Alyssa menjawab, "Samain sama kamu aja."

"Yakin disamain sama aku? Aku pesan makanan yang cukup otentik, nanti kamu nggak suka." Wisnu memastikan. Suaranya pelan dan wajahnya tampak tulus, sehingga Alyssa tahu bahwa pria itu tidak sedang meremehkannya. Tetap saja Alyssa merasa perlu membuktikan diri.

Maka Alyssa pun menatap pelayan yang menunggu pesanannya dan mengembalikan menu yang tadi ia baca sambil berkata, "Pesanan saya sama seperti dia, ditambah salad dengan wasabi dressing untuk side dish-nya."

Pelayan restoran berterima kasih atas pesanan mereka, lalu mengatakan pesanan akan dihidangkan dalam 15 menit. Setelah itu ia berlalu, meninggalkan Wisnu dan Alyssa yang saling tatap dan tertawa kompak tanpa aba-aba. Hanya dengan begitu saja keduanya saling mengerti apa yang baru saja terjadi. Tak ada satupun dari mereka yang merasa perlu untuk meminta dan memberikan maaf karena menganggap kejadian barusan adalah sebuah dansa yang cukup menarik.

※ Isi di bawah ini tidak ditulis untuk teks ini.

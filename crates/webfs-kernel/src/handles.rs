//! Generational handle table.
//!
//! Slots are recycled, generations are not: removing a value bumps its
//! slot's generation, so an [`OpId`] that outlived its handle misses instead
//! of landing on whatever reused the slot.

use parking_lot::Mutex;
use webfs_types::OpId;

struct Slot<T> {
    generation: u32,
    value: Option<T>,
}

struct Inner<T> {
    slots: Vec<Slot<T>>,
    free: Vec<u32>,
    live: usize,
}

/// Thread-safe slot map keyed by [`OpId`].
///
/// The lock covers insert, remove and lookup only; callers clone what they
/// need out of a slot.
pub struct HandleTable<T> {
    inner: Mutex<Inner<T>>,
}

impl<T> Default for HandleTable<T> {
    fn default() -> Self {
        Self::new()
    }
}

impl<T> HandleTable<T> {
    pub fn new() -> Self {
        Self {
            inner: Mutex::new(Inner {
                slots: Vec::new(),
                free: Vec::new(),
                live: 0,
            }),
        }
    }

    /// Store `value` and return its token.
    pub fn insert(&self, value: T) -> OpId {
        let mut inner = self.inner.lock();
        inner.live += 1;
        if let Some(index) = inner.free.pop() {
            let slot = &mut inner.slots[index as usize];
            slot.value = Some(value);
            return OpId::new(index, slot.generation);
        }
        let index = inner.slots.len() as u32;
        // Generation 0 is reserved for OpId::DETACHED.
        inner.slots.push(Slot {
            generation: 1,
            value: Some(value),
        });
        OpId::new(index, 1)
    }

    /// Remove and return the value for `id`, retiring the token.
    pub fn remove(&self, id: OpId) -> Option<T> {
        let mut inner = self.inner.lock();
        let slot = inner.slots.get_mut(id.index() as usize)?;
        if slot.generation != id.generation() || slot.value.is_none() {
            return None;
        }
        let value = slot.value.take();
        slot.generation = match slot.generation.wrapping_add(1) {
            0 => 1,
            g => g,
        };
        inner.free.push(id.index());
        inner.live -= 1;
        value
    }

    pub fn contains(&self, id: OpId) -> bool {
        self.with(id, |_| ()).is_some()
    }

    /// Run `f` against the value for `id`, if live.
    pub fn with<R>(&self, id: OpId, f: impl FnOnce(&mut T) -> R) -> Option<R> {
        let mut inner = self.inner.lock();
        let slot = inner.slots.get_mut(id.index() as usize)?;
        if slot.generation != id.generation() {
            return None;
        }
        slot.value.as_mut().map(f)
    }

    /// Number of live handles.
    pub fn len(&self) -> usize {
        self.inner.lock().live
    }

    pub fn is_empty(&self) -> bool {
        self.len() == 0
    }
}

Setelah itu mereka bicara tentang banyak hal. Tentang karir dan pekerjaan, keluarga, masa sekolah, hingga kisah cinta. Tak banyak yang Wisnu ceritakan tentang kisah cintanya karena ia benar-benar nyaris tak pernah memiliki kisah tersebut. Sementara Alyssa, meskipun sudah beberapa kali berpacaran, ia memilih untuk tak banyak mengumbar pengalamannya. Perempuan itu lebih tertarik untuk kembali membicarakan keluarga dan masa kecilnya. Sebagai anak rantau dari kota lain, topik tentang keluarga cukup mengobati rindunya pada rumah.

Datangnya makanan tak menghentikan diskusi seru mereka. Wisnu menyambut pertanyaan Alyssa tentang keluarga dan masa kecil dengan senang hati. Ia bersyukur karena lawan bicaranya tidak terlalu kaku seperti dirinya. Alyssa begitu luwes dalam mengatur ritme percakapan sehingga bahan  obrolan seolah tak habis.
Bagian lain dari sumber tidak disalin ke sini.